• What this task involves
Once every line below with "delay" has been counted, state the total and nothing else.

• Information supplied

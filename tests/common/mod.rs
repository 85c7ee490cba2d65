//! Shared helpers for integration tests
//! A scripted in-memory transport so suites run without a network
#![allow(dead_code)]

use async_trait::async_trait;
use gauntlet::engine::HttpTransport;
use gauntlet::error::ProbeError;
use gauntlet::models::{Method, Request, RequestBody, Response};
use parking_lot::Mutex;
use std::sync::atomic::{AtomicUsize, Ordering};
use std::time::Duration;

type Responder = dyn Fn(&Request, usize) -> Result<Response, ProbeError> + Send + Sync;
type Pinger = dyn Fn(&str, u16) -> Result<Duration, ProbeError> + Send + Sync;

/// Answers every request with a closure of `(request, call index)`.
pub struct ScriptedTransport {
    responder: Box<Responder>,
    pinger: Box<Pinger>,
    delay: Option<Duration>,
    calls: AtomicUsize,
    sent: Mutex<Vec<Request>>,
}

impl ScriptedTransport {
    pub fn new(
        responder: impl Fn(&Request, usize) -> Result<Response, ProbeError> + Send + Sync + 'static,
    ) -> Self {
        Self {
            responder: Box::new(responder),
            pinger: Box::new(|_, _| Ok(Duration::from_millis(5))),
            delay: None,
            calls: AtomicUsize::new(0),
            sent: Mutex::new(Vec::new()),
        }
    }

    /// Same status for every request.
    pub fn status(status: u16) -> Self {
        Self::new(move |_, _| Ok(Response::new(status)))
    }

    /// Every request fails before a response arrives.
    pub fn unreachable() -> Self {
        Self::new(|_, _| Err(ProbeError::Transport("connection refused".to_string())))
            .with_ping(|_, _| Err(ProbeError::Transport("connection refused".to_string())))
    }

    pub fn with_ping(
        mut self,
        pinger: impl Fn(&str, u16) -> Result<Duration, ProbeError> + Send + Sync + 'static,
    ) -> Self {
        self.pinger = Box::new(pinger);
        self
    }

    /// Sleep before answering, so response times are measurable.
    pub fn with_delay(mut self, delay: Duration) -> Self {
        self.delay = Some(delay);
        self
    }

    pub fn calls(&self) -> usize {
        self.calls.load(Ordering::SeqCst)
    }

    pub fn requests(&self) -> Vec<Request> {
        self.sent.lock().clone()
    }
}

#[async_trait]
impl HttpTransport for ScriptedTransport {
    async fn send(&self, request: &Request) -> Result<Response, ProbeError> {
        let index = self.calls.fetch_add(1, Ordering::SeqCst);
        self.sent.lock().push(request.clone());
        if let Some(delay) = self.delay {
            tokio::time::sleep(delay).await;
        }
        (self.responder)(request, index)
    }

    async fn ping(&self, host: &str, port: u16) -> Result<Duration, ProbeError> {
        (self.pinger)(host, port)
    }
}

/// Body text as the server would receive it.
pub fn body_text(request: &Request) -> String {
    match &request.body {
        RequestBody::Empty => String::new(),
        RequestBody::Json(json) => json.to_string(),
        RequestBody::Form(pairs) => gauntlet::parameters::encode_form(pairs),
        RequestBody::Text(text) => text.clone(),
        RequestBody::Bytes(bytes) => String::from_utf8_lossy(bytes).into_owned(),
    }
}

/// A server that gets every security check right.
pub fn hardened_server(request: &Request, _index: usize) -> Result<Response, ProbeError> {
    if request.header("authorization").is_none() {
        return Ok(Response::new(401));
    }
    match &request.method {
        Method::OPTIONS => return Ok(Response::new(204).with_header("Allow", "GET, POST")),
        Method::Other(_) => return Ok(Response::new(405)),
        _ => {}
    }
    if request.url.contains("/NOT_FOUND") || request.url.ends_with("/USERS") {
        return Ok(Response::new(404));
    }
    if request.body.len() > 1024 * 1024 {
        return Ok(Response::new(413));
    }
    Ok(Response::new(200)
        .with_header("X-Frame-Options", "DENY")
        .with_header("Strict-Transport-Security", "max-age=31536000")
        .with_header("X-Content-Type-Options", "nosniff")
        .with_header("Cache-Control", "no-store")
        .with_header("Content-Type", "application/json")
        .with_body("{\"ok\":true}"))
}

• Answer to this task
6